> _WORK REQUIRED_:
Restate the data that follows exactly as it stands, beginning with the first line and ending with the line that contains "Dense node id in".

─── RECORDS SHOWN

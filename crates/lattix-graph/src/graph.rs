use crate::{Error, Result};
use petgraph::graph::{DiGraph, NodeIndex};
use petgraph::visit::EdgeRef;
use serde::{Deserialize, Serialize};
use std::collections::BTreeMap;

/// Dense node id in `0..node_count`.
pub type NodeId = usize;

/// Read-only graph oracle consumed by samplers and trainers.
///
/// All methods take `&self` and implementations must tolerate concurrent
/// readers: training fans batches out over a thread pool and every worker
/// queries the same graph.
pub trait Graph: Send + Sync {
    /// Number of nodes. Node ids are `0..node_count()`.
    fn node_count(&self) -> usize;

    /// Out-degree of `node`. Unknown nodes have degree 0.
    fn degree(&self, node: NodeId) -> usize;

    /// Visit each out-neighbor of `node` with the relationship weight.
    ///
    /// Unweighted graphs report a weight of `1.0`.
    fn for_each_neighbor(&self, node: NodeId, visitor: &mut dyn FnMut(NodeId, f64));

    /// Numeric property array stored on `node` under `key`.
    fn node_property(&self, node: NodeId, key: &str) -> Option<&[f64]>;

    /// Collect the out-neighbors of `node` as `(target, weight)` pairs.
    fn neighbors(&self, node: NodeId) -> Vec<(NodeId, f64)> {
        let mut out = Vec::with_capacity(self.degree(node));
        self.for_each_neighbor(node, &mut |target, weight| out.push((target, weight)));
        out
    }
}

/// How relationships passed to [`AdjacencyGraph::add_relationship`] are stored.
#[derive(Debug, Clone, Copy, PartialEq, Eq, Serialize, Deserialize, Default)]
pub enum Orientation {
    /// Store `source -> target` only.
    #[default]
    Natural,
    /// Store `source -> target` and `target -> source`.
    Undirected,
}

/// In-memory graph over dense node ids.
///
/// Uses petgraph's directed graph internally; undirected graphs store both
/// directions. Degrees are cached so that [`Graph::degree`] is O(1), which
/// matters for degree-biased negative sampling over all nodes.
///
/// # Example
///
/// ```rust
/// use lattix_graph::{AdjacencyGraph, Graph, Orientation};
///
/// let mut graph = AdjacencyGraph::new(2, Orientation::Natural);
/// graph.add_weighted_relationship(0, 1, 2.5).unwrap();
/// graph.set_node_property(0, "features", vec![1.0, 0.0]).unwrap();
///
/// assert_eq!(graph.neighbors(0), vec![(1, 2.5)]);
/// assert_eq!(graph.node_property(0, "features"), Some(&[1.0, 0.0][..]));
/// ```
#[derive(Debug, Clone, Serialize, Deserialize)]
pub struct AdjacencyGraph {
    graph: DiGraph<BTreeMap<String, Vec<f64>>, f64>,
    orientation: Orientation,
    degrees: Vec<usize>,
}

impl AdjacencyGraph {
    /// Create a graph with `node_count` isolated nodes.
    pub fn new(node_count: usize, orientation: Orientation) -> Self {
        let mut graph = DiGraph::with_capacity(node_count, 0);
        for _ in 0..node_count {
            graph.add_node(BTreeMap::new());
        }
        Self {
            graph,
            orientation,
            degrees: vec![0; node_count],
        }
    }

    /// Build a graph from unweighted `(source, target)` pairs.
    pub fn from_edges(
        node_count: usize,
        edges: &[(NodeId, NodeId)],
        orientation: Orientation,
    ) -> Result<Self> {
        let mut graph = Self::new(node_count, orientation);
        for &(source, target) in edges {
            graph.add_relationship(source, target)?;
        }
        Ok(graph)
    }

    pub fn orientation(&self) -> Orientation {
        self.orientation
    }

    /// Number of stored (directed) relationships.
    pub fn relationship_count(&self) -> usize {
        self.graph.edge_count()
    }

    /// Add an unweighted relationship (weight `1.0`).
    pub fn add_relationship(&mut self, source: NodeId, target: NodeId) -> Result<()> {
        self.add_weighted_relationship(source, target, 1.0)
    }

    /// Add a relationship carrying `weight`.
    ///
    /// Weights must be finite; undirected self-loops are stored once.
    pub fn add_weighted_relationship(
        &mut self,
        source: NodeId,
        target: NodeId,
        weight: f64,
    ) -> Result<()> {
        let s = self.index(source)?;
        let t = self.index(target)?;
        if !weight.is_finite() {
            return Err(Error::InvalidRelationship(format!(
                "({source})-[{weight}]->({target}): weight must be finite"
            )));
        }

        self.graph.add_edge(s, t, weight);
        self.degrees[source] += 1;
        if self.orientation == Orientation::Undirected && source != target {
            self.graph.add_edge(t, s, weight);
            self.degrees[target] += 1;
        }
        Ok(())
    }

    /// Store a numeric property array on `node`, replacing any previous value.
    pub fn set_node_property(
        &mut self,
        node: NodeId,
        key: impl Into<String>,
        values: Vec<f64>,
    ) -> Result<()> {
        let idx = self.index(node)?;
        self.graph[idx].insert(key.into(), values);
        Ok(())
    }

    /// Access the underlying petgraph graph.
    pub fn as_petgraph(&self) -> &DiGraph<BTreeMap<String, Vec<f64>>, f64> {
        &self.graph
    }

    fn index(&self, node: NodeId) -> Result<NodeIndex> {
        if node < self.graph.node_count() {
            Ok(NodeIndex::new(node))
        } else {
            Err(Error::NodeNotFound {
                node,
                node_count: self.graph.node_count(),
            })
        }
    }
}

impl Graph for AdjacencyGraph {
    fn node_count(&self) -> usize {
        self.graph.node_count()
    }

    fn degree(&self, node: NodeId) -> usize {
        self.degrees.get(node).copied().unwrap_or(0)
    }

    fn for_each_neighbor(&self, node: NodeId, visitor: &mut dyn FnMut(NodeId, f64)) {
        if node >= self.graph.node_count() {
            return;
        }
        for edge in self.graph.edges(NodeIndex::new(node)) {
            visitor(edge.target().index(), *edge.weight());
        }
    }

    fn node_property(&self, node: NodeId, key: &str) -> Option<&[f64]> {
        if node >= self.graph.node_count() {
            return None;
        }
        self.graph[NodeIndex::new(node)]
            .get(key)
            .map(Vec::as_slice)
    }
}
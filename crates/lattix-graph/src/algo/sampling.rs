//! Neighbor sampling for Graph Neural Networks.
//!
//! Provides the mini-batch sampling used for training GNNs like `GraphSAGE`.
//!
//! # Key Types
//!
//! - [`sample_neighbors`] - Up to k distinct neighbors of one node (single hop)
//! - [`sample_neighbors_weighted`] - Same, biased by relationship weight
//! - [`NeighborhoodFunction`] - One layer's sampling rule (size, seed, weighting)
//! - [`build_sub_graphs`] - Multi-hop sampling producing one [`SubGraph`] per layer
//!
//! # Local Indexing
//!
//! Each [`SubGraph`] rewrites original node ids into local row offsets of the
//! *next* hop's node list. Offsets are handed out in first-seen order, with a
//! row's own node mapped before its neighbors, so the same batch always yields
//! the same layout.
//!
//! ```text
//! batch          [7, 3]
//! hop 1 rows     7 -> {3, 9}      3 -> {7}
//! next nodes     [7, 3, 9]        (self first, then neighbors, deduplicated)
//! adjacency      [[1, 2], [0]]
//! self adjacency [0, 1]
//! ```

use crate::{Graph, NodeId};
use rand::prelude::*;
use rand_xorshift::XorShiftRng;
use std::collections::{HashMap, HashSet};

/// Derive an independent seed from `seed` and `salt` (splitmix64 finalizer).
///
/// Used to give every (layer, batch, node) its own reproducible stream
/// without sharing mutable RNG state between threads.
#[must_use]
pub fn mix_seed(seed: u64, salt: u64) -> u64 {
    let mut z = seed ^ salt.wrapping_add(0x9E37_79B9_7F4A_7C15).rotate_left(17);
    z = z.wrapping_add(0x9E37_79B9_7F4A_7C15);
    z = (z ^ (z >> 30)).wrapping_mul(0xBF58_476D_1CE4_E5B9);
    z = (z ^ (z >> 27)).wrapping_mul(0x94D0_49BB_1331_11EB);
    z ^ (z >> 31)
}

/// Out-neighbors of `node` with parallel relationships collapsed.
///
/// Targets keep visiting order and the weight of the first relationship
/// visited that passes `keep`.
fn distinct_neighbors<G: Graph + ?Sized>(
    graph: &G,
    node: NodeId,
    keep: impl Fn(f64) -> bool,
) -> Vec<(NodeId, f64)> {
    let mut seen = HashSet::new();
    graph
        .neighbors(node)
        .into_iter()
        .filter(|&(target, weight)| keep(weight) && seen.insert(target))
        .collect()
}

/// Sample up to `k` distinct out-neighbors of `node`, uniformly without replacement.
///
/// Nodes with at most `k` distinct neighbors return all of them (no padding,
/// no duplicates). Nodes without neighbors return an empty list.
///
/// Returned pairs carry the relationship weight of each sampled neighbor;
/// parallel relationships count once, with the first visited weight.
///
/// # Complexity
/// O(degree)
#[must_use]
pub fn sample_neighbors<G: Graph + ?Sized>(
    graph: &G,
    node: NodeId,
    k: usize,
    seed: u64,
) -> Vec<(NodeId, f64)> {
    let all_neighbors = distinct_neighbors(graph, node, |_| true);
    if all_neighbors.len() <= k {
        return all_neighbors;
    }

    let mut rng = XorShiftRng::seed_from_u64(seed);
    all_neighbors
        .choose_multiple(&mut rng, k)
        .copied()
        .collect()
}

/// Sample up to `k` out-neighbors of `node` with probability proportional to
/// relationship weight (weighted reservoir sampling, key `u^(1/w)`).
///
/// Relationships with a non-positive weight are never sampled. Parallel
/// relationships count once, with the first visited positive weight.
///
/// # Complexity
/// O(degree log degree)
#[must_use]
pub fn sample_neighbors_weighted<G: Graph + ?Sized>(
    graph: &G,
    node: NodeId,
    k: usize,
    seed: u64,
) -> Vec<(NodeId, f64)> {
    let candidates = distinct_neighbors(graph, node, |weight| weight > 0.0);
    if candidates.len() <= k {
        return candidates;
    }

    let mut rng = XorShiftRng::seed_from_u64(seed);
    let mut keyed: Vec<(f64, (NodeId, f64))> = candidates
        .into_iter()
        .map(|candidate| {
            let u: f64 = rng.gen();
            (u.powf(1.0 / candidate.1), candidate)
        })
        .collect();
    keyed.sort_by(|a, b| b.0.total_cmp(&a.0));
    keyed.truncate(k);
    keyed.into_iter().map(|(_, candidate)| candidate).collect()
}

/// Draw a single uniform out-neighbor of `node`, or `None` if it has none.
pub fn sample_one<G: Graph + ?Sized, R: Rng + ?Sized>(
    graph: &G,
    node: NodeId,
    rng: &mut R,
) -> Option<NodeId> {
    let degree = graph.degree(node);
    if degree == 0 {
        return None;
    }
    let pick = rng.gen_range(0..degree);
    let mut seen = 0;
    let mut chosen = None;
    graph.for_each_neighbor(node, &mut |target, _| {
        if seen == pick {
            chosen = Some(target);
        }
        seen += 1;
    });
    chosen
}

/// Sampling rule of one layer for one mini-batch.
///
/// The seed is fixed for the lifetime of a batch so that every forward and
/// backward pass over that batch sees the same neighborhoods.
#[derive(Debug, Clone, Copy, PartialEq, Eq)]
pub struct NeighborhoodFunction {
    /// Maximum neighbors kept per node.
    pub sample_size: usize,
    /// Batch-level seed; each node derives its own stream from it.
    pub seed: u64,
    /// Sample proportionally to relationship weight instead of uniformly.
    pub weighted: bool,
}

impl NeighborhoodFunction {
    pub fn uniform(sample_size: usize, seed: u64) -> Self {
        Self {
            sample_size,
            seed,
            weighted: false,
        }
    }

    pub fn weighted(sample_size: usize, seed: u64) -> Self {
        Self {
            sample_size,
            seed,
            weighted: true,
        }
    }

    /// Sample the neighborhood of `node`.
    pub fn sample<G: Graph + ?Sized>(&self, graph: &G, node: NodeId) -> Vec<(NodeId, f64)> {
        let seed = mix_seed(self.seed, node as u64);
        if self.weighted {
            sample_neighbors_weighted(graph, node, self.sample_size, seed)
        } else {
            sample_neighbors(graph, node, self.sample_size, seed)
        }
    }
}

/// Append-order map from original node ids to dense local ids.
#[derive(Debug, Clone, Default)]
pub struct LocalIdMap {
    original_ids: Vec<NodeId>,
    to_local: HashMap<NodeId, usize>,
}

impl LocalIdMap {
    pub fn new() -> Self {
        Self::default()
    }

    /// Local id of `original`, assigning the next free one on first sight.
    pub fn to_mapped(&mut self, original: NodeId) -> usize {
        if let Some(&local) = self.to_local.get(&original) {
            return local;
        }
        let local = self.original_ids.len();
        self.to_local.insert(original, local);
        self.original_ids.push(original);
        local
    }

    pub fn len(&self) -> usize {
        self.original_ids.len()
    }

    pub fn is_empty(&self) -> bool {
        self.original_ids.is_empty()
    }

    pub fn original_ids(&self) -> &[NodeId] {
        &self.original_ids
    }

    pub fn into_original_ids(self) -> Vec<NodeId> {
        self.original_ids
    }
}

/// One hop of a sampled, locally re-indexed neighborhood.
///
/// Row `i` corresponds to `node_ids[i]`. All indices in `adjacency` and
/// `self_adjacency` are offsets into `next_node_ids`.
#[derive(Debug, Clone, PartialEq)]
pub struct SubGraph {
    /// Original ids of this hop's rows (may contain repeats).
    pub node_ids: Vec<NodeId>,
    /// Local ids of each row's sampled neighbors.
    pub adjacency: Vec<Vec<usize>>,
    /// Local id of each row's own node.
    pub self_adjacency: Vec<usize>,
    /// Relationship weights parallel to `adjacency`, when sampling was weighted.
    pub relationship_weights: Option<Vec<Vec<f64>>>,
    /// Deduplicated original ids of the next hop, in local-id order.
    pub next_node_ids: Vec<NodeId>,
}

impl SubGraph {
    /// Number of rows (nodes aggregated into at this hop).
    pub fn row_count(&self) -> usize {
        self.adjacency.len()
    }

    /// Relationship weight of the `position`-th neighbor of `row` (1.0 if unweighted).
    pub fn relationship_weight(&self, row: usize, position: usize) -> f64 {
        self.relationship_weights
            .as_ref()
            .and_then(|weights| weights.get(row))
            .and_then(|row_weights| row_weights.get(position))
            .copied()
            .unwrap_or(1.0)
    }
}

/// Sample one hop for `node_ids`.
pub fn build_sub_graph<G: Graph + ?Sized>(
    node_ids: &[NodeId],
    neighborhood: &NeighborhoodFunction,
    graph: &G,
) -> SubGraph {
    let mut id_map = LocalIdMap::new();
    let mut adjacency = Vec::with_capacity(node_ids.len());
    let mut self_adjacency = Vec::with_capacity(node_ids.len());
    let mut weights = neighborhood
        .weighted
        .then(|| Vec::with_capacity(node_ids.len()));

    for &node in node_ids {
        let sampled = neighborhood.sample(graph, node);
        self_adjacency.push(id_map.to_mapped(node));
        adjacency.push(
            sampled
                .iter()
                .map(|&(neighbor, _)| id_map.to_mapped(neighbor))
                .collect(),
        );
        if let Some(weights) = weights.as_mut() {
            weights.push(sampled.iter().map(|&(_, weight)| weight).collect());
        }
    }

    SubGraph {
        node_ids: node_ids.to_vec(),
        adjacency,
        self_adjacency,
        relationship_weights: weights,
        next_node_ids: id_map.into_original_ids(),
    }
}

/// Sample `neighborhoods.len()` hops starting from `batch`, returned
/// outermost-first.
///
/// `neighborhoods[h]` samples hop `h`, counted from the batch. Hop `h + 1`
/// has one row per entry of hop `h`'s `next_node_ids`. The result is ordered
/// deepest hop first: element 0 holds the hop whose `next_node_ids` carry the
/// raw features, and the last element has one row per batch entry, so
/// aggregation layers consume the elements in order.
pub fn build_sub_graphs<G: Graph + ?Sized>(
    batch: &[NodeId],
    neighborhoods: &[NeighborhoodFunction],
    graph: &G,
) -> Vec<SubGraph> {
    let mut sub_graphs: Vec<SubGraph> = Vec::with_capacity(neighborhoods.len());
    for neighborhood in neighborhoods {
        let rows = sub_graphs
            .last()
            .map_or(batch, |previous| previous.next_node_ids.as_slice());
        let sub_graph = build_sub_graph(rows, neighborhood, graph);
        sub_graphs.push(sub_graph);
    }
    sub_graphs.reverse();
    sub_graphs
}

──────

> _RESPONSE BELOW_:
filename crates/lattix-graph/src/graph.rs
use crate::{Error, Result};
use petgraph::graph::{DiGraph, NodeIndex};
use petgraph::visit::EdgeRef;
use serde::{Deserialize, Serialize};
use std::collections::BTreeMap;

/// Dense node id in `0..node_count`.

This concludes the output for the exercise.